**Your objective**.
Word for word, reproduce the data that follows.

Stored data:
-----

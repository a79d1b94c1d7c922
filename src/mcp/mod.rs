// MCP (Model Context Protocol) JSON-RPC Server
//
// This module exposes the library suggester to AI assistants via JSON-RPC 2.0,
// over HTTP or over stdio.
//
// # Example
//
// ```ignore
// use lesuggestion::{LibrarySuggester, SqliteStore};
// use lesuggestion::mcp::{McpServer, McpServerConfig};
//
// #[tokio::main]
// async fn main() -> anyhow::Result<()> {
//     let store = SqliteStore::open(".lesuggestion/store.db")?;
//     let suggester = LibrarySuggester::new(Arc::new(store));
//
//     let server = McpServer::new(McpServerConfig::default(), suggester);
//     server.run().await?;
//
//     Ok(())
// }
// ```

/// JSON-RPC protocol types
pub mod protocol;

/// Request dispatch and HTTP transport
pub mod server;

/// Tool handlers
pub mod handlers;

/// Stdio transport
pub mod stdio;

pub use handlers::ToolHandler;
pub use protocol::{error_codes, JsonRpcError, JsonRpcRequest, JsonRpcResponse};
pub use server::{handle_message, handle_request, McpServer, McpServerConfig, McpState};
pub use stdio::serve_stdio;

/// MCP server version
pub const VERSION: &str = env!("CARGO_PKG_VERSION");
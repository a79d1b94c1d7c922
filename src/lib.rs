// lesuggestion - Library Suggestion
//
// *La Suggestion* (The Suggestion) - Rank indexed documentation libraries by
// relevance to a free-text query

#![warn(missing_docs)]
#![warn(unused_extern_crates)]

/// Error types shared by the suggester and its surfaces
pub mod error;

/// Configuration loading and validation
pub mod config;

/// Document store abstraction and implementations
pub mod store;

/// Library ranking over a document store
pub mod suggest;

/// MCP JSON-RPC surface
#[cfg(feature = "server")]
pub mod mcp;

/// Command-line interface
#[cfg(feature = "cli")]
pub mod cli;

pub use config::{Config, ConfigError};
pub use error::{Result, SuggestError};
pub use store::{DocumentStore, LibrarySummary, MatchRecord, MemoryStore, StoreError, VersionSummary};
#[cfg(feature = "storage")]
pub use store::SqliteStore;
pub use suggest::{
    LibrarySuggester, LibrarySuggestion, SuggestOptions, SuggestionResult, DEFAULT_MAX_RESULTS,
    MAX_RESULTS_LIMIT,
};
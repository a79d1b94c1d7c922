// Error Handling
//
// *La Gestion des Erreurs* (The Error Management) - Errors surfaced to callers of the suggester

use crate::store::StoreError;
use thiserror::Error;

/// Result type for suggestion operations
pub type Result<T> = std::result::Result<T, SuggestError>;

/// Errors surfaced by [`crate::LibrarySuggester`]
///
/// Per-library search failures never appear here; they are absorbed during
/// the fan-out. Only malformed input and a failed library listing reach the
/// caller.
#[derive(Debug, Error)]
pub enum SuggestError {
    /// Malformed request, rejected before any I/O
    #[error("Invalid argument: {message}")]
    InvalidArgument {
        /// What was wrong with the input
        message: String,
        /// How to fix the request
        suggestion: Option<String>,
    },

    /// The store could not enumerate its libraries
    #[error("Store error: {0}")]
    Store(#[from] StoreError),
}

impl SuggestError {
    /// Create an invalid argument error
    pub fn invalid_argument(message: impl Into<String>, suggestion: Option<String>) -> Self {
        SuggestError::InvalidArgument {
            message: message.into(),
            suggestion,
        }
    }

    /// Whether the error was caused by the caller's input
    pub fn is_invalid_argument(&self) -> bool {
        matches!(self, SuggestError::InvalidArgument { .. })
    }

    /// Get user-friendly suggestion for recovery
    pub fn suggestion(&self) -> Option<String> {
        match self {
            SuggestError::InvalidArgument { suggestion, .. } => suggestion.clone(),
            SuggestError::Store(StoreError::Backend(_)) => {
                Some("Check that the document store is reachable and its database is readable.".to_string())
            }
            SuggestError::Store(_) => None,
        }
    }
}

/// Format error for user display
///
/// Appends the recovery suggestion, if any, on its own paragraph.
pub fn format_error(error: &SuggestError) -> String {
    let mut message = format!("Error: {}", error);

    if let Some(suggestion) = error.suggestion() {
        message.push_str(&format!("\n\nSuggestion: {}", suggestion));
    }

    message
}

-----

**Your solution**.
repository a79d1b94c1d7c922
filename src/mcp/mod.rs
// MCP (Model Context Protocol) JSON-RPC Server
//
// This module exposes the library suggester to AI assistants via JSON-RPC 2.0,
// over HTTP or over stdio.
//
// # Example
//
// ```ignore
// use lesuggestion::{LibrarySuggester, SqliteStore};
// use lesuggestion::mcp::{McpServer, McpServerConfig};
//
// #[tokio::main]
// async fn main() -> anyhow::Result<()> {
//     let store = SqliteStore::open(".lesuggestion/store.db")?;
//     let suggester = LibrarySuggester::new(Arc::new(store));
//
//     let server = McpServer::new(McpServerConfig::default(), suggester);
//     server.run().await?;
//
//     Ok(())
// }
// ```

/// JSON-RPC protocol types
pub mod protocol;

/// Request dispatch and HTTP transport
pub mod server;

/// Tool handlers
pub mod handlers;

/// Stdio transport
pub mod stdio;

pub use handlers::ToolHandler;
pub use protocol::{error_codes, JsonRpcError, JsonRpcRequest, JsonRpcResponse};
pub use server::{handle_message, handle_request, McpServer, McpServerConfig, McpState};
pub use stdio::serve_stdio;

/// MCP server version
pub const VERSION: &str = env!("CARGO_PKG_VERSION");
repository a79d1b94c1d7c922
filename src/lib.rs
// lesuggestion - Library Suggestion
//
// *La Suggestion* (The Suggestion) - Rank indexed documentation libraries by
// relevance to a free-text query

#![warn(missing_docs)]
#![warn(unused_extern_crates)]

/// Error types shared by the suggester and its surfaces
pub mod error;

/// Configuration loading and validation
pub mod config;

/// Document store abstraction and implementations
pub mod store;

/// Library ranking over a document store
pub mod suggest;

/// MCP JSON-RPC surface
#[cfg(feature = "server")]
pub mod mcp;

/// Command-line interface
#[cfg(feature = "cli")]
pub mod cli;

pub use config::{Config, ConfigError};
pub use error::{Result, SuggestError};
pub use store::{DocumentStore, LibrarySummary, MatchRecord, MemoryStore, StoreError, VersionSummary};
#[cfg(feature = "storage")]
pub use store::SqliteStore;
pub use suggest::{
    LibrarySuggester, LibrarySuggestion, SuggestOptions, SuggestionResult, DEFAULT_MAX_RESULTS,
    MAX_RESULTS_LIMIT,
};
repository a79d1b94c1d7c922
// Error Handling
//
// *La Gestion des Erreurs* (The Error Management) - Errors surfaced to callers of the suggester

use crate::store::StoreError;
use thiserror::Error;

/// Result type for suggestion operations
pub type Result<T> = std::result::Result<T, SuggestError>;

/// Errors surfaced by [`crate::LibrarySuggester`]
///
/// Per-library search failures never appear here; they are absorbed during
/// the fan-out. Only malformed input and a failed library listing reach the
/// caller.
#[derive(Debug, Error)]
pub enum SuggestError {
    /// Malformed request, rejected before any I/O
    #[error("Invalid argument: {message}")]
    InvalidArgument {
        /// What was wrong with the input
        message: String,
        /// How to fix the request
        suggestion: Option<String>,
    },

    /// The store could not enumerate its libraries
    #[error("Store error: {0}")]
    Store(#[from] StoreError),
}

impl SuggestError {
    /// Create an invalid argument error
    pub fn invalid_argument(message: impl Into<String>, suggestion: Option<String>) -> Self {
        SuggestError::InvalidArgument {
            message: message.into(),
            suggestion,
        }
    }

    /// Whether the error was caused by the caller's input
    pub fn is_invalid_argument(&self) -> bool {
        matches!(self, SuggestError::InvalidArgument { .. })
    }

    /// Get user-friendly suggestion for recovery
    pub fn suggestion(&self) -> Option<String> {
        match self {
            SuggestError::InvalidArgument { suggestion, .. } => suggestion.clone(),
            SuggestError::Store(StoreError::Backend(_)) => {
                Some("Check that the document store is reachable and its database is readable.".to_string())
            }
            SuggestError::Store(_) => None,
        }
    }
}

/// Format error for user display
///
/// Appends the recovery suggestion, if any, on its own paragraph.
pub fn format_error(error: &SuggestError) -> String {
    let mut message = format!("Error: {}", error);

    if let Some(suggestion) = error.suggestion() {
        message.push_str(&format!("\n\nSuggestion: {}", suggestion));
    }

    message
}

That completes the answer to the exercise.